> Oh, I didn't mean to touch a sore spot
There's no sore spot, though you definitely tried to find one to touch, or at least that's the only way I can rationaly explain your obsession with posting troll comments in every Rust threads for years. Which ends up getting annoying even if every single comment misses the mark.
> 10+-year-old language with less than 2% market penetration is unlikely
You seem to fail to realize that there's very little market for unmanaged languages at all. I don't think C or C++ have more than a single digit market share percentage each in 2025 either.
For most programming tasks, JavaScript and PHP are good enough and there's no way you're going to use Rust (or even Java) for those.
> I wonder what someone who reads the numbers as "Rust pretty much won" would make of, say, Go's success, that is, at best, moderate but disappointing; still well behind Ruby
Go's success is very solid compared to pretty much every language invented in the 21th century, but ultimately it fights in the same category as the mainstream giants so it's hard (read: impossible) to really become dominant.
Rust on the other hand is targeting a much narrower niche where the competition has been crippled by security vulnerabilities and poor developer experience, but also has much stricter performance characteristics, which served as a moat for a while.
For its niche, Rust has definitely won the status of “it's the future and we must use it as much as we can from now on” (though for its niche, the code tends to live much longer than for the disposable “app” code, so Rust isn't going to replace the existing C or C++ this decade or the next, and that's fine).

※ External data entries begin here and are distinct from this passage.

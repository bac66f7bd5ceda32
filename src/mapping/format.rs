//! Composite identifier formatting
//!
//! Pure string functions; no dependency on the mapping table or configuration.

use url::form_urlencoded;

/// Separator inside a composite identifier tuple
pub const COMPOSITE_SEPARATOR: char = ',';

/// Type code the remote system uses for enterprise identifiers
const ENTERPRISE_TYPE_SUFFIX: &str = "3640,0";

/// Normalize a base or composite value into `(a,b,c)` form
///
/// A value without a separator is a bare id and gets the suffix appended
/// inside parentheses. A value with a separator is already composite and is
/// only wrapped if it is not yet parenthesized. Applying the function to its
/// own output returns the output unchanged, whatever the suffix.
pub fn format_composite_id(value: &str, suffix: &str) -> String {
    if is_wrapped(value) {
        value.to_string()
    } else if !value.contains(COMPOSITE_SEPARATOR) {
        format!("({value}{suffix})")
    } else if value.starts_with('(') {
        value.to_string()
    } else {
        format!("({value})")
    }
}

fn is_wrapped(value: &str) -> bool {
    value.len() >= 2 && value.starts_with('(') && value.ends_with(')')
}

/// Event identifiers pair the event oid with a configured suffix
pub fn format_event_sid(event_oid: &str, event_suffix: &str) -> String {
    format!("({event_oid},{event_suffix})")
}

pub fn enterprise_sid(enterprise_oid: &str) -> String {
    format!("({enterprise_oid},{ENTERPRISE_TYPE_SUFFIX})")
}

/// Enterprise sid encoded for use in a query string or raw form body
pub fn encoded_enterprise_sid(enterprise_oid: &str) -> String {
    form_urlencoded::byte_serialize(enterprise_sid(enterprise_oid).as_bytes()).collect()
}
//! CLI argument structures

use crate::variant::Variant;
use clap::{Args, Parser, Subcommand};
use std::path::PathBuf;

/// Push spreadsheet rows to a remote web application, concurrently
#[derive(Parser, Debug)]
#[command(name = "sheetsync")]
#[command(about = "sheetsync - Reconcile spreadsheet rows against a remote system", long_about = None)]
#[command(version)]
pub struct Cli {
    /// Enable verbose output (-v for debug, -vv for trace, -vvv for all)
    #[arg(short, long, action = clap::ArgAction::Count, global = true)]
    pub verbose: u8,

    #[command(subcommand)]
    pub command: Commands,
}

#[derive(Subcommand, Debug)]
pub enum Commands {
    /// Process an input file with one variant and write the outcomes back
    #[command(name = "run")]
    Run(RunArgs),

    /// List the available variants
    #[command(name = "variants")]
    Variants,
}

impl Commands {
    pub fn wants_json(&self) -> bool {
        matches!(self, Commands::Run(args) if args.json)
    }
}

#[derive(Args, Debug, Clone)]
pub struct RunArgs {
    /// Variant to run
    #[arg(value_enum)]
    pub variant: Variant,

    /// Input CSV with one record per row
    #[arg(short, long)]
    pub input: PathBuf,

    /// Two-column key/value configuration CSV
    #[arg(short = 'c', long)]
    pub config: PathBuf,

    /// External to internal identifier mapping CSV
    #[arg(short, long)]
    pub mapping: Option<PathBuf>,

    /// Output CSV (defaults to <input>_updated.csv)
    #[arg(short, long)]
    pub output: Option<PathBuf>,

    /// Maximum concurrent requests
    #[arg(short = 'w', long)]
    pub workers: Option<usize>,

    /// Per-request timeout in seconds
    #[arg(long, value_name = "SECS")]
    pub timeout: Option<u64>,

    /// Build requests without sending them
    #[arg(long, help = "Preview requests without sending them")]
    pub dry_run: bool,

    /// Print the run report as JSON
    #[arg(long)]
    pub json: bool,

    /// Hide the progress bar
    #[arg(long)]
    pub no_progress: bool,
}
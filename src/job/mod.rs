//! Job building
//!
//! A [`JobBuilder`] turns one [`Record`] into a [`DispatchJob`] or a
//! record-scoped error. Builders are pure with respect to the record and the
//! read-only [`BuildContext`]; they never touch the network.

use crate::collector::Outcome;
use crate::config::RunConfig;
use crate::dispatch::{Endpoint, FormPayload, TransportResponse};
use crate::error::RecordError;
use crate::mapping::IdentifierResolver;
use crate::source::{Record, RowIndex};

pub mod admin_command;
pub mod pickup;
pub mod price_sheet;
pub mod status_message;
pub mod sys_config;

pub use admin_command::AdminCommandBuilder;
pub use price_sheet::PriceSheetBuilder;
pub use status_message::StatusMessageBuilder;
pub use sys_config::SysConfigBuilder;

/// One fully built request tied to exactly one input record
#[derive(Debug, Clone, PartialEq, Eq)]
pub struct DispatchJob {
    pub row: RowIndex,
    /// Natural key of the record, used in logs and descriptions
    pub key: String,
    pub endpoint: Endpoint,
    pub payload: FormPayload,
}

/// Read-only state shared by every build
#[derive(Clone, Copy)]
pub struct BuildContext<'a> {
    pub config: &'a RunConfig,
    pub resolver: &'a IdentifierResolver,
}

impl<'a> BuildContext<'a> {
    pub fn new(config: &'a RunConfig, resolver: &'a IdentifierResolver) -> Self {
        Self { config, resolver }
    }
}

pub trait JobBuilder: Send + Sync {
    /// Build the dispatch job for `record`
    fn build(&self, record: &Record, ctx: &BuildContext<'_>) -> Result<DispatchJob, RecordError>;

    /// Human-readable description of a successful response
    fn describe_success(&self, _job: &DispatchJob, response: &TransportResponse) -> String {
        format!("{} OK", response.status)
    }

    /// Failure outcome for the record keyed `key`
    fn describe_failure(&self, _key: &str, err: RecordError) -> Outcome {
        err.into()
    }
}

/// Value of a required field, or a validation error tagged with the record's key
pub(crate) fn required<'r>(
    record: &'r Record,
    key: &str,
    field: &str,
) -> Result<&'r str, RecordError> {
    record
        .field(field)
        .ok_or_else(|| RecordError::missing_field(key, record.index(), field))
}
//! External id → internal id lookup table

use std::collections::HashMap;
use std::io::Read;
use std::path::Path;
use tracing::{info, warn};

/// Column names of the delimited mapping source
#[derive(Debug, Clone, PartialEq, Eq)]
pub struct MappingColumns {
    pub external: String,
    pub internal: String,
}

impl MappingColumns {
    pub fn new(external: impl Into<String>, internal: impl Into<String>) -> Self {
        Self {
            external: external.into(),
            internal: internal.into(),
        }
    }

    /// Columns used by the transport order exports
    pub fn transport() -> Self {
        Self::new("transport_id", "transport_order_id")
    }
}

impl Default for MappingColumns {
    fn default() -> Self {
        Self::new("external_id", "internal_id")
    }
}

/// Read-only lookup from an external identifier to a base internal identifier
#[derive(Debug, Clone, Default)]
pub struct MappingTable {
    entries: HashMap<String, String>,
}

impl MappingTable {
    pub fn empty() -> Self {
        Self::default()
    }

    pub fn from_pairs<I, K, V>(pairs: I) -> Self
    where
        I: IntoIterator<Item = (K, V)>,
        K: Into<String>,
        V: Into<String>,
    {
        let entries = pairs
            .into_iter()
            .map(|(k, v)| (k.into().trim().to_string(), v.into().trim().to_string()))
            .filter(|(k, v)| !k.is_empty() && !v.is_empty())
            .collect();
        Self { entries }
    }

    /// Load a headered CSV mapping file
    ///
    /// A missing or unreadable file yields an empty table; the caller treats
    /// that as "no mapping available".
    pub fn load(path: &Path, columns: &MappingColumns) -> Self {
        let file = match std::fs::File::open(path) {
            Ok(file) => file,
            Err(e) => {
                warn!("Error reading mapping file {}: {}", path.display(), e);
                return Self::empty();
            }
        };

        match Self::from_reader(file, columns) {
            Ok(table) => {
                info!(
                    "Loaded mapping for {} ids from {}",
                    table.len(),
                    path.display()
                );
                table
            }
            Err(e) => {
                warn!("Error reading mapping file {}: {}", path.display(), e);
                Self::empty()
            }
        }
    }

    /// Parse a headered CSV; rows missing either column are skipped
    pub fn from_reader<R: Read>(reader: R, columns: &MappingColumns) -> csv::Result<Self> {
        let mut csv_reader = csv::ReaderBuilder::new()
            .flexible(true)
            .trim(csv::Trim::All)
            .from_reader(reader);

        let headers = csv_reader.headers()?.clone();
        let external_idx = headers.iter().position(|h| h == columns.external);
        let internal_idx = headers.iter().position(|h| h == columns.internal);

        let (Some(external_idx), Some(internal_idx)) = (external_idx, internal_idx) else {
            warn!(
                "Mapping source lacks '{}' or '{}' column",
                columns.external, columns.internal
            );
            return Ok(Self::empty());
        };

        let mut entries = HashMap::new();
        for row in csv_reader.records() {
            let row = row?;
            if let (Some(external), Some(internal)) = (row.get(external_idx), row.get(internal_idx))
            {
                if !external.is_empty() && !internal.is_empty() {
                    entries.insert(external.to_string(), internal.to_string());
                }
            }
        }
        Ok(Self { entries })
    }

    pub fn get(&self, external_id: &str) -> Option<&str> {
        self.entries.get(external_id.trim()).map(String::as_str)
    }

    pub fn len(&self) -> usize {
        self.entries.len()
    }

    pub fn is_empty(&self) -> bool {
        self.entries.is_empty()
    }
}
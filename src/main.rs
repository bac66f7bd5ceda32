use clap::Parser;
use sheetsync::app::{handle_fatal_error, init_logging, AppConfig};
use sheetsync::cli::Cli;

#[tokio::main]
async fn main() {
    let cli = Cli::parse();

    let app = AppConfig::new(cli.verbose).with_json_output(cli.command.wants_json());
    init_logging(&app);

    if let Err(e) = sheetsync::cli::run(cli.command, &app).await {
        handle_fatal_error(e, app.verbose);
    }
}
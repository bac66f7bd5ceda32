//! Common test utilities and helpers

#![allow(dead_code)]

use async_trait::async_trait;
use sheetsync::config::Settings;
use sheetsync::dispatch::{Endpoint, FormPayload, Transport, TransportError, TransportResponse};
use std::collections::HashMap;
use std::path::{Path, PathBuf};
use std::sync::atomic::{AtomicUsize, Ordering};
use std::sync::Mutex;
use std::time::Duration;

/// What a [`ScriptedTransport`] does for one submission
#[derive(Debug, Clone)]
pub enum Reply {
    Status(u16, String),
    Refused,
    Hang,
}

/// In-memory transport replying per value of one payload field
///
/// Submissions whose field value has no script get `200 OK` after the
/// default delay.
pub struct ScriptedTransport {
    field: String,
    replies: HashMap<String, (Duration, Reply)>,
    default_delay: Duration,
    submitted: Mutex<Vec<(String, String)>>,
    calls: AtomicUsize,
}

impl ScriptedTransport {
    pub fn keyed_by(field: &str) -> Self {
        Self {
            field: field.to_string(),
            replies: HashMap::new(),
            default_delay: Duration::from_millis(1),
            submitted: Mutex::new(Vec::new()),
            calls: AtomicUsize::new(0),
        }
    }

    pub fn reply(mut self, value: &str, delay: Duration, reply: Reply) -> Self {
        self.replies.insert(value.to_string(), (delay, reply));
        self
    }

    pub fn calls(&self) -> usize {
        self.calls.load(Ordering::SeqCst)
    }

    /// `(path_and_query, encoded body)` of every submission, in arrival order
    pub fn submitted(&self) -> Vec<(String, String)> {
        self.submitted.lock().unwrap().clone()
    }
}

#[async_trait]
impl Transport for ScriptedTransport {
    async fn submit(
        &self,
        endpoint: &Endpoint,
        payload: &FormPayload,
    ) -> Result<TransportResponse, TransportError> {
        self.calls.fetch_add(1, Ordering::SeqCst);
        self.submitted
            .lock()
            .unwrap()
            .push((endpoint.path_and_query(), payload.encode()));

        let value = payload.get(&self.field).unwrap_or_default();
        let (delay, reply) = self
            .replies
            .get(value)
            .cloned()
            .unwrap_or((self.default_delay, Reply::Status(200, "OK".to_string())));

        tokio::time::sleep(delay).await;
        match reply {
            Reply::Status(status, body) => Ok(TransportResponse::new(status, body)),
            Reply::Refused => Err(TransportError::Connect("connection refused".to_string())),
            Reply::Hang => {
                tokio::time::sleep(Duration::from_secs(3600)).await;
                Ok(TransportResponse::new(200, ""))
            }
        }
    }
}

/// Settings with the always-required keys plus `extra`
pub fn settings(extra: &[(&str, &str)]) -> Settings {
    let mut settings =
        Settings::from_pairs([("PRIMARY_SERVER", "acme"), ("AUTH_COOKIE", "JSESSIONID=abc")]);
    for (key, value) in extra {
        settings.insert(*key, *value);
    }
    settings
}

/// Write `contents` to `name` inside `dir`
pub fn write_file(dir: &Path, name: &str, contents: &str) -> PathBuf {
    let path = dir.join(name);
    std::fs::write(&path, contents).unwrap();
    path
}
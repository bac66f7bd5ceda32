//! Bounded worker pool over a job queue
//!
//! A fixed number of workers drain a shared queue of [`DispatchJob`]s. Each
//! job makes exactly one transport call, bounded by the call timeout, and
//! produces exactly one [`Outcome`] which is sent on the result channel as soon
//! as it is known. A timeout, transport error, non-success status or panic in
//! one job never affects any other job.

use super::request::TransportResponse;
use super::transport::{Transport, TransportError};
use crate::collector::Outcome;
use crate::error::RecordError;
use crate::job::{DispatchJob, JobBuilder};
use crate::source::RowIndex;
use futures::future::join_all;
use futures::FutureExt;
use indicatif::ProgressBar;
use serde::{Deserialize, Serialize};
use std::panic::AssertUnwindSafe;
use std::sync::Arc;
use std::time::Duration;
use tokio::sync::{mpsc, Mutex};
use tracing::{debug, error, info, warn};

/// Default number of concurrent in-flight calls
pub const DEFAULT_MAX_IN_FLIGHT: usize = 10;
/// Default per-call timeout
pub const DEFAULT_CALL_TIMEOUT: Duration = Duration::from_secs(10);
/// Default number of response-body characters kept on failure
pub const DEFAULT_BODY_PREFIX_CHARS: usize = 100;

/// Dispatcher tuning
#[derive(Debug, Clone, Serialize, Deserialize)]
pub struct DispatchOptions {
    #[serde(default = "default_max_in_flight")]
    pub max_in_flight: usize,

    #[serde(default = "default_call_timeout", with = "humantime_serde")]
    pub call_timeout: Duration,

    #[serde(default = "default_body_prefix_chars")]
    pub body_prefix_chars: usize,
}

fn default_max_in_flight() -> usize {
    DEFAULT_MAX_IN_FLIGHT
}

fn default_call_timeout() -> Duration {
    DEFAULT_CALL_TIMEOUT
}

fn default_body_prefix_chars() -> usize {
    DEFAULT_BODY_PREFIX_CHARS
}

impl Default for DispatchOptions {
    fn default() -> Self {
        Self {
            max_in_flight: DEFAULT_MAX_IN_FLIGHT,
            call_timeout: DEFAULT_CALL_TIMEOUT,
            body_prefix_chars: DEFAULT_BODY_PREFIX_CHARS,
        }
    }
}

/// Result sender shared by every worker
pub type ResultSender = mpsc::UnboundedSender<(RowIndex, Outcome)>;

/// Executes dispatch jobs against a shared transport
pub struct Dispatcher {
    transport: Arc<dyn Transport>,
    options: DispatchOptions,
    progress: ProgressBar,
}

impl Dispatcher {
    pub fn new(transport: Arc<dyn Transport>, options: DispatchOptions) -> Self {
        Self {
            transport,
            options,
            progress: ProgressBar::hidden(),
        }
    }

    /// Tick the given progress bar once per finished job
    pub fn with_progress(mut self, progress: ProgressBar) -> Self {
        self.progress = progress;
        self
    }

    pub fn options(&self) -> &DispatchOptions {
        &self.options
    }

    /// Run every job and send one `(row, outcome)` per job on `results`
    ///
    /// Returns once all jobs have finished. The sender is dropped on return so
    /// a collector draining the matching receiver terminates.
    pub async fn dispatch(
        &self,
        jobs: Vec<DispatchJob>,
        interpreter: Arc<dyn JobBuilder>,
        results: ResultSender,
    ) {
        let total = jobs.len();
        if total == 0 {
            debug!("No jobs to dispatch");
            return;
        }

        let (queue_tx, queue_rx) = mpsc::unbounded_channel();
        for job in jobs {
            // Receiver is alive until the workers below finish.
            let _ = queue_tx.send(job);
        }
        drop(queue_tx);
        let queue = Arc::new(Mutex::new(queue_rx));

        let worker_count = self.options.max_in_flight.max(1).min(total);
        info!(
            "Dispatching {} jobs with {} workers (timeout {:?})",
            total, worker_count, self.options.call_timeout
        );

        let workers = (0..worker_count).map(|worker_id| {
            let ctx = WorkerContext {
                worker_id,
                queue: queue.clone(),
                transport: self.transport.clone(),
                interpreter: interpreter.clone(),
                results: results.clone(),
                options: self.options.clone(),
                progress: self.progress.clone(),
            };
            tokio::spawn(run_worker(ctx))
        });

        for (worker_id, joined) in join_all(workers).await.into_iter().enumerate() {
            if let Err(e) = joined {
                error!("Dispatch worker {} terminated abnormally: {}", worker_id, e);
            }
        }
    }
}

struct WorkerContext {
    worker_id: usize,
    queue: Arc<Mutex<mpsc::UnboundedReceiver<DispatchJob>>>,
    transport: Arc<dyn Transport>,
    interpreter: Arc<dyn JobBuilder>,
    results: ResultSender,
    options: DispatchOptions,
    progress: ProgressBar,
}

async fn run_worker(ctx: WorkerContext) {
    loop {
        // Lock is held only while taking the next job.
        let next = { ctx.queue.lock().await.recv().await };
        let Some(job) = next else {
            debug!("Worker {} found queue empty", ctx.worker_id);
            break;
        };

        let row = job.row;
        let outcome = AssertUnwindSafe(execute_job(&ctx, &job))
            .catch_unwind()
            .await
            .unwrap_or_else(|_| {
                ctx.interpreter.describe_failure(
                    &job.key,
                    RecordError::Internal("job panicked during dispatch".to_string()),
                )
            });

        log_outcome(&job, &outcome);
        ctx.progress.inc(1);
        if ctx.results.send((row, outcome)).is_err() {
            warn!("Result receiver dropped; outcome for {} lost", row);
        }
    }
}

async fn execute_job(ctx: &WorkerContext, job: &DispatchJob) -> Outcome {
    let call = ctx.transport.submit(&job.endpoint, &job.payload);
    let response = match tokio::time::timeout(ctx.options.call_timeout, call).await {
        Ok(response) => response,
        Err(_) => Err(TransportError::Timeout(ctx.options.call_timeout)),
    };
    interpret_response(
        response,
        job,
        ctx.interpreter.as_ref(),
        ctx.options.body_prefix_chars,
    )
}

/// Map a transport result onto the job's outcome
pub fn interpret_response(
    response: Result<TransportResponse, TransportError>,
    job: &DispatchJob,
    interpreter: &dyn JobBuilder,
    body_prefix_chars: usize,
) -> Outcome {
    match response {
        Ok(response) if response.is_success() => {
            Outcome::success(interpreter.describe_success(job, &response))
        }
        Ok(response) => interpreter.describe_failure(
            &job.key,
            RecordError::RemoteStatus {
                status: response.status,
                body: response.body_prefix(body_prefix_chars),
            },
        ),
        Err(e) => interpreter.describe_failure(&job.key, RecordError::Network(e.to_string())),
    }
}

fn log_outcome(job: &DispatchJob, outcome: &Outcome) {
    match outcome {
        Outcome::Success { .. } => {
            info!(row = job.row.sheet_row(), key = %job.key, "{}", outcome)
        }
        Outcome::Failure { category, .. } => warn!(
            row = job.row.sheet_row(),
            key = %job.key,
            category = category.as_str(),
            "{}",
            outcome
        ),
    }
}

> BTW, I spend longer on sillier. Years ago, my therapist suggested spending my downtime online activity on low-stake matters
Weird flex but OK.
Ten years in, Rust jobs are barely 10% of C or C++ jobs, if that. In any market segment, that is not the kind of adoption that successful products usually display.
Judging from the emotion in your comment, I sense that I did touch a nerve, and I'm sorry. As a programming language/platform professional, I'm obviously interested in both language design and market adoption, and I share some of my personal perspectives. That Rust's adoption is significantly lower than that of programming languages that become dominant - in any market slice - is not something I thought is controversial, regardless of one's like or dislike of the language. But I know that some programmers make their programming language preference a part of their identity, and react emotionally to analyses or opinions they don't like.
It's normal to disagree, as experts often do, but once it gets emotional, perhaps it's best to turn away. So I apologise for causing you discomfort, and perhaps if you find my comments too distressing, just skip them and move on. Getting stressed about things like this is not worth it.
> Ten years in, Rust jobs are barely 10% of C or C++ jobs, if that. In any market segment, that is not the kind of adoption that successful products usually display.
Says who? As I said above neither C or C++ aren't going anywhere in the near future, and we're talking about a programming niche where there's little new code compared to the existing base.
The fact is that most people on this planet are using an OS or a web browser that has started migrating security sensitive sections to Rust. That Rust is now part of the standard CompSci curriculum in many parts of the world. And that it's the go-to language for new low-level/performance sensitive projects.
But of course it's never going to be enough to convince the perennial naysayers.
> Judging from the emotion in your comment, I sense that I did touch a nerve
Sorry for you, but you did not manage that.
> and I'm sorry
We both know that you aren't, I know you're a troll and a flamebaiter, people like you thrive by the idea of enraging your interlocutor.
On the other side, I'm just glad I exposed your hypocrisy. Looks like pretending you were “pro-Rust” was too hard to maintain for an extended period of time.
> just skip them and move on. Getting stressed about things like this is not worth it.
Remember, you are the one with anger management issue under medical supervision, most people aren't like that ;).